Summitt, Stringer have different shopping styles

PHILADELPHIA — Pat Summitt considers C. Vivian Stringer to be a close friend, but she would almost rather lose to her than spend an hour at the shopping mall with her.

The Tennessee and Rutgers coaches will meet for the fifth time in March tonight at the Liacouras Center on the Temple University campus with a spot in the Final Four at stake.

''I don't particularly care to shop with her,'' Summitt said as if it was the most painful experience imaginable. ''I like to run in a store, look around and go, 'I want this, this and this.' And, of course, Vivian takes her time.

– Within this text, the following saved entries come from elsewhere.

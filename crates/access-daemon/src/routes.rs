//! Axum router and HTTP handlers for access-daemon.
//!
//! `build_router` is the single entry point; `main.rs` attaches middleware
//! after this call so tests can use the bare router.

use std::sync::Arc;

use access_attempt::RegisterAttemptError;
use access_schemas::RegisterAttemptRequest;
use axum::{
    extract::{Path, State},
    http::{StatusCode, Uri},
    response::{IntoResponse, Response},
    routing::{get, post},
    Json, Router,
};
use chrono::Utc;
use uuid::Uuid;

use crate::api_types::{ErrorEnvelope, HealthResponse, ReadyResponse};
use crate::readiness::check_readiness;
use crate::state::AppState;

pub fn build_router(state: Arc<AppState>) -> Router {
    Router::new()
        .route("/v1/health", get(health))
        .route("/v1/ready", get(ready))
        .route(
            "/organizations/:org_id/accesses/attempts",
            post(register_attempt),
        )
        .with_state(state)
}

async fn health(State(st): State<Arc<AppState>>) -> impl IntoResponse {
    (
        StatusCode::OK,
        Json(HealthResponse {
            ok: true,
            service: st.build.service,
            version: st.build.version,
        }),
    )
}

async fn ready(State(st): State<Arc<AppState>>) -> Response {
    match check_readiness(&st.pool, st.outbox_lock_ttl.as_secs() as i64).await {
        Ok(verdict) => {
            let status = if verdict.ready {
                StatusCode::OK
            } else {
                StatusCode::SERVICE_UNAVAILABLE
            };
            (
                status,
                Json(ReadyResponse {
                    ready: verdict.ready,
                    reasons: verdict.reasons,
                    outbox_pending_ready: verdict.health.pending_ready,
                    outbox_pending_inflight: verdict.health.pending_inflight,
                    outbox_oldest_ready_age_seconds: verdict.health.oldest_ready_age_seconds,
                    outbox_oldest_inflight_age_seconds: verdict.health.oldest_inflight_age_seconds,
                    outbox_failed_count: verdict.health.failed_count,
                }),
            )
                .into_response()
        }
        Err(err) => {
            tracing::error!(error = %err, "readiness check failed");
            (
                StatusCode::SERVICE_UNAVAILABLE,
                Json(ReadyResponse {
                    ready: false,
                    reasons: vec![format!("readiness query failed: {err}")],
                    outbox_pending_ready: 0,
                    outbox_pending_inflight: 0,
                    outbox_oldest_ready_age_seconds: None,
                    outbox_oldest_inflight_age_seconds: None,
                    outbox_failed_count: 0,
                }),
            )
                .into_response()
        }
    }
}

/// `POST /organizations/{orgId}/accesses/attempts` (/): the
/// single write path into the core. Status codes: 200 on accept (including
/// idempotent replay), 400 validation, 404 unknown device/area, 409 only on
/// an idempotency race resolved to the existing row.
async fn register_attempt(
    State(st): State<Arc<AppState>>,
    Path(org_id): Path<Uuid>,
    uri: Uri,
    Json(body): Json<RegisterAttemptRequest>,
) -> Response {
    match st.attempts.register_attempt(org_id, body).await {
        Ok(result) => (StatusCode::OK, Json(result)).into_response(),
        // The race-conflict path still returns the winning row's body
        // (409 on idempotency race resolved to an existing row),
        // so the caller can recover the decision without a retry.
        Err(RegisterAttemptError::Conflict(existing)) => {
            (StatusCode::CONFLICT, Json(*existing)).into_response()
        }
        Err(err) => register_attempt_error_response(err, uri.path()),
    }
}

fn register_attempt_error_response(err: RegisterAttemptError, path: &str) -> Response {
    let (status, code) = match &err {
        RegisterAttemptError::Validation(_) => (StatusCode::BAD_REQUEST, "VALIDATION_ERROR"),
        RegisterAttemptError::NotFound(_) => (StatusCode::NOT_FOUND, "NOT_FOUND"),
        RegisterAttemptError::Conflict(_) => (StatusCode::CONFLICT, "CONFLICT"),
        RegisterAttemptError::Internal(_) => (StatusCode::INTERNAL_SERVER_ERROR, "INTERNAL_ERROR"),
    };

    if matches!(err, RegisterAttemptError::Internal(_)) {
        tracing::error!(error = %err, path, "register_attempt failed");
    }

    let envelope = ErrorEnvelope {
        code: code.to_string(),
        message: err.to_string(),
        status: status.as_u16(),
        path: path.to_string(),
        timestamp: Utc::now(),
        details: None,
    };

    (status, Json(envelope)).into_response()
}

''If we're trying on shoes, she would try on 12 pair, I would try on two. She has incredible patience. I have none.''

Stringer is 2-7 against Summitt in her career. The first win came when she was at Iowa, and it earned her team a place in the 1993 Final Four. The second win came earlier this season.

''I like that, because I think that we probably embody what it means to be great competitors, to go after one another, but be respectful and care about each other's families,'' Stringer said.

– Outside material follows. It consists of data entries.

//! AccessAttempt / Decision / DeviceCommand persistence.
//!
//! These three inserts, plus the outbox inserts in [`crate::outbox`], are
//! meant to run inside a single caller-owned transaction — none of the
//! functions here open their own transaction.

use anyhow::{Context, Result};
use chrono::{DateTime, Utc};
use sqlx::{PgPool, Postgres, Row, Transaction};
use uuid::Uuid;

#[derive(Debug, Clone)]
pub struct NewAttempt {
    pub id: Uuid,
    pub org_id: Uuid,
    pub device_id: Uuid,
    pub area_id: Uuid,
    pub subject_type: String,
    pub pass_direction: String,
    pub auth_method: String,
    pub subject_reference: Option<String>,
    pub idempotency_key: String,
    pub occurred_at_utc: DateTime<Utc>,
}

#[derive(Debug, Clone)]
pub struct AttemptRow {
    pub id: Uuid,
    pub org_id: Uuid,
    pub device_id: Uuid,
    pub area_id: Uuid,
    pub subject_type: String,
    pub pass_direction: String,
    pub auth_method: String,
    pub subject_reference: Option<String>,
    pub idempotency_key: String,
    pub occurred_at_utc: DateTime<Utc>,
}

pub async fn insert_attempt(tx: &mut Transaction<'_, Postgres>, a: &NewAttempt) -> Result<()> {
    sqlx::query(
        r#"
        insert into access_attempts (
            id, org_id, device_id, area_id, subject_type, pass_direction,
            auth_method, subject_reference, idempotency_key, occurred_at_utc
        ) values ($1, $2, $3, $4, $5, $6, $7, $8, $9, $10)
        "#,
    )
    .bind(a.id)
    .bind(a.org_id)
    .bind(a.device_id)
    .bind(a.area_id)
    .bind(&a.subject_type)
    .bind(&a.pass_direction)
    .bind(&a.auth_method)
    .bind(&a.subject_reference)
    .bind(&a.idempotency_key)
    .bind(a.occurred_at_utc)
    .execute(&mut **tx)
    .await
    .context("insert_attempt failed")?;
    Ok(())
}

/// Look up a previously-registered attempt by its idempotency key. Used
/// both for the fast-path idempotent replay and to recover from a
/// unique-violation race.
pub async fn find_attempt_by_idempotency_key(
    pool: &PgPool,
    org_id: Uuid,
    idempotency_key: &str,
) -> Result<Option<AttemptRow>> {
    let row = sqlx::query(
        r#"
        select id, org_id, device_id, area_id, subject_type, pass_direction,
               auth_method, subject_reference, idempotency_key, occurred_at_utc
        from access_attempts
        where org_id = $1 and idempotency_key = $2
        "#,
    )
    .bind(org_id)
    .bind(idempotency_key)
    .fetch_optional(pool)
    .await
    .context("find_attempt_by_idempotency_key failed")?;

    let Some(row) = row else { return Ok(None) };
    Ok(Some(AttemptRow {
        id: row.try_get("id")?,
        org_id: row.try_get("org_id")?,
        device_id: row.try_get("device_id")?,
        area_id: row.try_get("area_id")?,
        subject_type: row.try_get("subject_type")?,
        pass_direction: row.try_get("pass_direction")?,
        auth_method: row.try_get("auth_method")?,
        subject_reference: row.try_get("subject_reference")?,
        idempotency_key: row.try_get("idempotency_key")?,
        occurred_at_utc: row.try_get("occurred_at_utc")?,
    }))
}

#[derive(Debug, Clone)]
pub struct NewDecision {
    pub id: Uuid,
    pub org_id: Uuid,
    pub attempt_id: Uuid,
    pub result: String,
    pub reason_code: String,
    pub reason_detail: Option<String>,
    pub decided_at_utc: DateTime<Utc>,
    pub expires_at_utc: Option<DateTime<Utc>>,
}

#[derive(Debug, Clone)]
pub struct DecisionRow {
    pub id: Uuid,
    pub org_id: Uuid,
    pub attempt_id: Uuid,
    pub result: String,
    pub reason_code: String,
    pub reason_detail: Option<String>,
    pub decided_at_utc: DateTime<Utc>,
    pub expires_at_utc: Option<DateTime<Utc>>,
}

pub async fn insert_decision(tx: &mut Transaction<'_, Postgres>, d: &NewDecision) -> Result<()> {
    sqlx::query(
        r#"
        insert into decisions (
            id, org_id, attempt_id, result, reason_code, reason_detail,
            decided_at_utc, expires_at_utc
        ) values ($1, $2, $3, $4, $5, $6, $7, $8)
        "#,
    )
    .bind(d.id)
    .bind(d.org_id)
    .bind(d.attempt_id)
    .bind(&d.result)
    .bind(&d.reason_code)
    .bind(&d.reason_detail)
    .bind(d.decided_at_utc)
    .bind(d.expires_at_utc)
    .execute(&mut **tx)
    .await
    .context("insert_decision failed")?;
    Ok(())
}

pub async fn fetch_decision_by_attempt(
    pool: &PgPool,
    attempt_id: Uuid,
) -> Result<Option<DecisionRow>> {
    let row = sqlx::query(
        r#"
        select id, org_id, attempt_id, result, reason_code, reason_detail,
               decided_at_utc, expires_at_utc
        from decisions
        where attempt_id = $1
        "#,
    )
    .bind(attempt_id)
    .fetch_optional(pool)
    .await
    .context("fetch_decision_by_attempt failed")?;

    let Some(row) = row else { return Ok(None) };
    Ok(Some(DecisionRow {
        id: row.try_get("id")?,
        org_id: row.try_get("org_id")?,
        attempt_id: row.try_get("attempt_id")?,
        result: row.try_get("result")?,
        reason_code: row.try_get("reason_code")?,
        reason_detail: row.try_get("reason_detail")?,
        decided_at_utc: row.try_get("decided_at_utc")?,
        expires_at_utc: row.try_get("expires_at_utc")?,
    }))
}

#[derive(Debug, Clone)]
pub struct NewCommand {
    pub id: Uuid,
    pub org_id: Uuid,
    pub attempt_id: Uuid,
    pub device_id: Uuid,
    pub command: String,
    pub message: Option<String>,
    pub idempotency_key: String,
    pub sent_at_utc: DateTime<Utc>,
}

#[derive(Debug, Clone)]
pub struct CommandRow {
    pub id: Uuid,
    pub org_id: Uuid,
    pub attempt_id: Uuid,
    pub device_id: Uuid,
    pub command: String,
    pub message: Option<String>,
    pub state: String,
    pub idempotency_key: String,
    pub sent_at_utc: DateTime<Utc>,
}

pub async fn insert_command(tx: &mut Transaction<'_, Postgres>, c: &NewCommand) -> Result<()> {
    sqlx::query(
        r#"
        insert into device_commands (
            id, org_id, attempt_id, device_id, command, message, state,
            idempotency_key, sent_at_utc
        ) values ($1, $2, $3, $4, $5, $6, 'CREATED', $7, $8)
        "#,
    )
    .bind(c.id)
    .bind(c.org_id)
    .bind(c.attempt_id)
    .bind(c.device_id)
    .bind(&c.command)
    .bind(&c.message)
    .bind(&c.idempotency_key)
    .bind(c.sent_at_utc)
    .execute(&mut **tx)
    .await
    .context("insert_command failed")?;
    Ok(())
}

pub async fn fetch_command_by_attempt(
    pool: &PgPool,
    attempt_id: Uuid,
) -> Result<Option<CommandRow>> {
    let row = sqlx::query(
        r#"
        select id, org_id, attempt_id, device_id, command, message, state,
               idempotency_key, sent_at_utc
        from device_commands
        where attempt_id = $1
        "#,
    )
    .bind(attempt_id)
    .fetch_optional(pool)
    .await
    .context("fetch_command_by_attempt failed")?;

    let Some(row) = row else { return Ok(None) };
    Ok(Some(CommandRow {
        id: row.try_get("id")?,
        org_id: row.try_get("org_id")?,
        attempt_id: row.try_get("attempt_id")?,
        device_id: row.try_get("device_id")?,
        command: row.try_get("command")?,
        message: row.try_get("message")?,
        state: row.try_get("state")?,
        idempotency_key: row.try_get("idempotency_key")?,
        sent_at_utc: row.try_get("sent_at_utc")?,
    }))
}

Stringer, who has 723 career wins, joins Summitt as one of four women's coaches with more than 700 wins. Summitt is the NCAA's all-time leader — men's or women's — with 881 and passed Dean Smith earlier in the tournament for that distinction.

Retired LSU Coach Sue Gunter and Texas Coach Jody Conradt are the other two with more than 700.

Turn it around: Nine wins, 20 losses.

Rutgers seniors Cappie Pondexter and Chelsea Newton were freshmen for that season in 2001-2002 — a low point in 33 seasons of coaching for Stringer.

The Scarlet Knights had been to the Elite Eight in 1999 and the Final Four in 2000, and the class with Pondexter and Newton was supposed to be the next wave of great Rutgers players.

''There were a lot of expectations,'' Stringer said. ''Everybody tried to kill us.''

On 20 separate occasions, teams did.

''As soon as we would come into games, people would say we were overrated,'' Stringer said. ''(The freshmen) couldn't handle it psychologically, because they are sweethearts. … They took a lot of bashing from a lot of people.''

Since that season, Rutgers has won 20 or more games every year.

''This is the most important time for me, for them and for all the people who doubted,'' Stringer said. ''This is a special group. So anything and everything they get will be magnified times a hundred.''

Not the first: The hype around Rick Pitino being the first coach to lead three different programs to the Final Four of the NCAA Tournament is actually limited to only the men's game.

Stringer was the first coach to do it by taking Cheyney State (1982), Iowa (1993) and Rutgers (2000). Pitino's Louisville team just earned a spot in the men's Final Four in St. Louis.